Task goal =
The answer must be the full listing, written out exactly.
** Data follows **
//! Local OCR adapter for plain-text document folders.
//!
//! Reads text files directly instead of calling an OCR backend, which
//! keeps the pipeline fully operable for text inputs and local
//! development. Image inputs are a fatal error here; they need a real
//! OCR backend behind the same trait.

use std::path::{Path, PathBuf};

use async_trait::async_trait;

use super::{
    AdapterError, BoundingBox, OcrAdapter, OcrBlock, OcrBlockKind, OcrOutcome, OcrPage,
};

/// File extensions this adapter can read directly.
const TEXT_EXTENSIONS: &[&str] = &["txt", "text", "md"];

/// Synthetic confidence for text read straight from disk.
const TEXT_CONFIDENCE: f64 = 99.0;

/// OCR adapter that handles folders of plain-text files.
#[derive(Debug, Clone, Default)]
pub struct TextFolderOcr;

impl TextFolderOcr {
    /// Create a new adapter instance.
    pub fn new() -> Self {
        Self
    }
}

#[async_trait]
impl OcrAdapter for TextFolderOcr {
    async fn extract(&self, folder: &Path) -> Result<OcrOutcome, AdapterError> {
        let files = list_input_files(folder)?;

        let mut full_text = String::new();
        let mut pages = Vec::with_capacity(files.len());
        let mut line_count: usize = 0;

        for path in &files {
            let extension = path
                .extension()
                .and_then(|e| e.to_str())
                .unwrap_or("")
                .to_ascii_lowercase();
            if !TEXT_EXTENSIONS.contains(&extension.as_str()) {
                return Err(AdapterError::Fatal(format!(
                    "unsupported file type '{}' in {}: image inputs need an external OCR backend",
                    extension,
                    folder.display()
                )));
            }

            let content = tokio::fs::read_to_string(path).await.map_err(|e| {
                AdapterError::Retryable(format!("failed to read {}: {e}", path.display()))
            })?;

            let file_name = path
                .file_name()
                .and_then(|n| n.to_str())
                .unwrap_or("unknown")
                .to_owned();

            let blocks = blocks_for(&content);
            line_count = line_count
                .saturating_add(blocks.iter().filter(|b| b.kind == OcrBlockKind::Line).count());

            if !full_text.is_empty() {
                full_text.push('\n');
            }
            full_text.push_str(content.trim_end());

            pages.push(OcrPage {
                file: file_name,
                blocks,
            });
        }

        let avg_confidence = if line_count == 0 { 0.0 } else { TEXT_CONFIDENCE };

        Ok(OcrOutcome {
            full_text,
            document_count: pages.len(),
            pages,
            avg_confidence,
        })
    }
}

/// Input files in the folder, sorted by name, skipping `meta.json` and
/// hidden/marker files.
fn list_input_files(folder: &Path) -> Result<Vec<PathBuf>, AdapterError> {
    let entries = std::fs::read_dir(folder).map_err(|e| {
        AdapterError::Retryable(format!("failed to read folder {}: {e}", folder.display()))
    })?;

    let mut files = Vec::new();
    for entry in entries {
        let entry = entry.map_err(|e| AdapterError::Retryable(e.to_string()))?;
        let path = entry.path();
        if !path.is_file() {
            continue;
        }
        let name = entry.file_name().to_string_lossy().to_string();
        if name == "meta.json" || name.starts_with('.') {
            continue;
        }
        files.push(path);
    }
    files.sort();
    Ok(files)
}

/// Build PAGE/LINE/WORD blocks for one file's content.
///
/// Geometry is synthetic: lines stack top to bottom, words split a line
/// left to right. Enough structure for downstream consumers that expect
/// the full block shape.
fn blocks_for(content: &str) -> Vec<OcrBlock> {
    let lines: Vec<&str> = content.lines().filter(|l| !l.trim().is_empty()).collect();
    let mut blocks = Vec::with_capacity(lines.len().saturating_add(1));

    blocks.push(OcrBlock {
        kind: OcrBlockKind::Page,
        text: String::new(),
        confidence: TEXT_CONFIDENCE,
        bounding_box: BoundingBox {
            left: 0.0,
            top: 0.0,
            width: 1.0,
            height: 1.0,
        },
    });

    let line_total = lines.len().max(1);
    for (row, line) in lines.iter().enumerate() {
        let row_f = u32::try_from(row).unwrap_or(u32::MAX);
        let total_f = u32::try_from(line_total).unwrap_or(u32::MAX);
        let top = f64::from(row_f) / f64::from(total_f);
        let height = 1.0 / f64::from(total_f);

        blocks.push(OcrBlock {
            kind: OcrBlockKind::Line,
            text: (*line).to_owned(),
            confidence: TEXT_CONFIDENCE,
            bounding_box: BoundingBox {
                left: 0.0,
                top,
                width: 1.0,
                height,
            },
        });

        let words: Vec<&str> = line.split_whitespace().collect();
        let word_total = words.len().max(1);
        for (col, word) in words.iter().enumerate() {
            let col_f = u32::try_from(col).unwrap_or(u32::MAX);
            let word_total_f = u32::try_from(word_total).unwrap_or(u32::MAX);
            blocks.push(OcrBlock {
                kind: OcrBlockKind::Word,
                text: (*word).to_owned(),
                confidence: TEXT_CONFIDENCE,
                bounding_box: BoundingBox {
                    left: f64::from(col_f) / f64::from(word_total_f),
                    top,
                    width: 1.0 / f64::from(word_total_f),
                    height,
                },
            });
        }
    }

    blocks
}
** End of Data **
Solution to the problem =
//! Local OCR adapter for plain-text document folders.
//!
//! Reads text files directly instead of calling an OCR backend, which
//! keeps the pipeline fully operable for text inputs and local
//! development. Image inputs are a fatal error here; they need a real
//! OCR backend behind the same trait.

use std::path::{Path, PathBuf};

use async_trait::async_trait;

use super::{
    AdapterError, BoundingBox, OcrAdapter, OcrBlock, OcrBlockKind, OcrOutcome, OcrPage,
};

/// File extensions this adapter can read directly.
const TEXT_EXTENSIONS: &[&str] = &["txt", "text", "md"];

/// Synthetic confidence for text read straight from disk.
const TEXT_CONFIDENCE: f64 = 99.0;

/// OCR adapter that handles folders of plain-text files.
#[derive(Debug, Clone, Default)]
pub struct TextFolderOcr;

impl TextFolderOcr {
    /// Create a new adapter instance.
    pub fn new() -> Self {
        Self
    }
}

#[async_trait]
impl OcrAdapter for TextFolderOcr {
    async fn extract(&self, folder: &Path) -> Result<OcrOutcome, AdapterError> {
        let files = list_input_files(folder)?;

        let mut full_text = String::new();
        let mut pages = Vec::with_capacity(files.len());
        let mut line_count: usize = 0;

        for path in &files {
            let extension = path
                .extension()
                .and_then(|e| e.to_str())
                .unwrap_or("")
                .to_ascii_lowercase();
            if !TEXT_EXTENSIONS.contains(&extension.as_str()) {
                return Err(AdapterError::Fatal(format!(
                    "unsupported file type '{}' in {}: image inputs need an external OCR backend",
                    extension,
                    folder.display()
                )));
            }

            let content = tokio::fs::read_to_string(path).await.map_err(|e| {
                AdapterError::Retryable(format!("failed to read {}: {e}", path.display()))
            })?;

            let file_name = path
                .file_name()
                .and_then(|n| n.to_str())
                .unwrap_or("unknown")
                .to_owned();

            let blocks = blocks_for(&content);
            line_count = line_count
                .saturating_add(blocks.iter().filter(|b| b.kind == OcrBlockKind::Line).count());

            if !full_text.is_empty() {
                full_text.push('\n');
            }
            full_text.push_str(content.trim_end());

            pages.push(OcrPage {
                file: file_name,
                blocks,
            });
        }

        let avg_confidence = if line_count == 0 { 0.0 } else { TEXT_CONFIDENCE };

        Ok(OcrOutcome {
            full_text,
            document_count: pages.len(),
            pages,
            avg_confidence,
        })
    }
}

/// Input files in the folder, sorted by name, skipping `meta.json` and
/// hidden/marker files.
fn list_input_files(folder: &Path) -> Result<Vec<PathBuf>, AdapterError> {
    let entries = std::fs::read_dir(folder).map_err(|e| {
        AdapterError::Retryable(format!("failed to read folder {}: {e}", folder.display()))
    })?;

    let mut files = Vec::new();
    for entry in entries {
        let entry = entry.map_err(|e| AdapterError::Retryable(e.to_string()))?;
        let path = entry.path();
        if !path.is_file() {
            continue;
        }
        let name = entry.file_name().to_string_lossy().to_string();
        if name == "meta.json" || name.starts_with('.') {
            continue;
        }
        files.push(path);
    }
    files.sort();
    Ok(files)
}

/// Build PAGE/LINE/WORD blocks for one file's content.
///
/// Geometry is synthetic: lines stack top to bottom, words split a line
/// left to right. Enough structure for downstream consumers that expect
/// the full block shape.
fn blocks_for(content: &str) -> Vec<OcrBlock> {
    let lines: Vec<&str> = content.lines().filter(|l| !l.trim().is_empty()).collect();
    let mut blocks = Vec::with_capacity(lines.len().saturating_add(1));

    blocks.push(OcrBlock {
        kind: OcrBlockKind::Page,
        text: String::new(),
        confidence: TEXT_CONFIDENCE,
        bounding_box: BoundingBox {
            left: 0.0,
            top: 0.0,
            width: 1.0,
            height: 1.0,
        },
    });

    let line_total = lines.len().max(1);
    for (row, line) in lines.iter().enumerate() {
        let row_f = u32::try_from(row).unwrap_or(u32::MAX);
        let total_f = u32::try_from(line_total).unwrap_or(u32::MAX);
        let top = f64::from(row_f) / f64::from(total_f);
        let height = 1.0 / f64::from(total_f);

        blocks.push(OcrBlock {
            kind: OcrBlockKind::Line,
            text: (*line).to_owned(),
            confidence: TEXT_CONFIDENCE,
            bounding_box: BoundingBox {
                left: 0.0,
                top,
                width: 1.0,
                height,
            },
        });

        let words: Vec<&str> = line.split_whitespace().collect();
        let word_total = words.len().max(1);
        for (col, word) in words.iter().enumerate() {
            let col_f = u32::try_from(col).unwrap_or(u32::MAX);
            let word_total_f = u32::try_from(word_total).unwrap_or(u32::MAX);
            blocks.push(OcrBlock {
                kind: OcrBlockKind::Word,
                text: (*word).to_owned(),
                confidence: TEXT_CONFIDENCE,
                bounding_box: BoundingBox {
                    left: f64::from(col_f) / f64::from(word_total_f),
                    top,
                    width: 1.0 / f64::from(word_total_f),
                    height,
                },
            });
        }
    }

    blocks
}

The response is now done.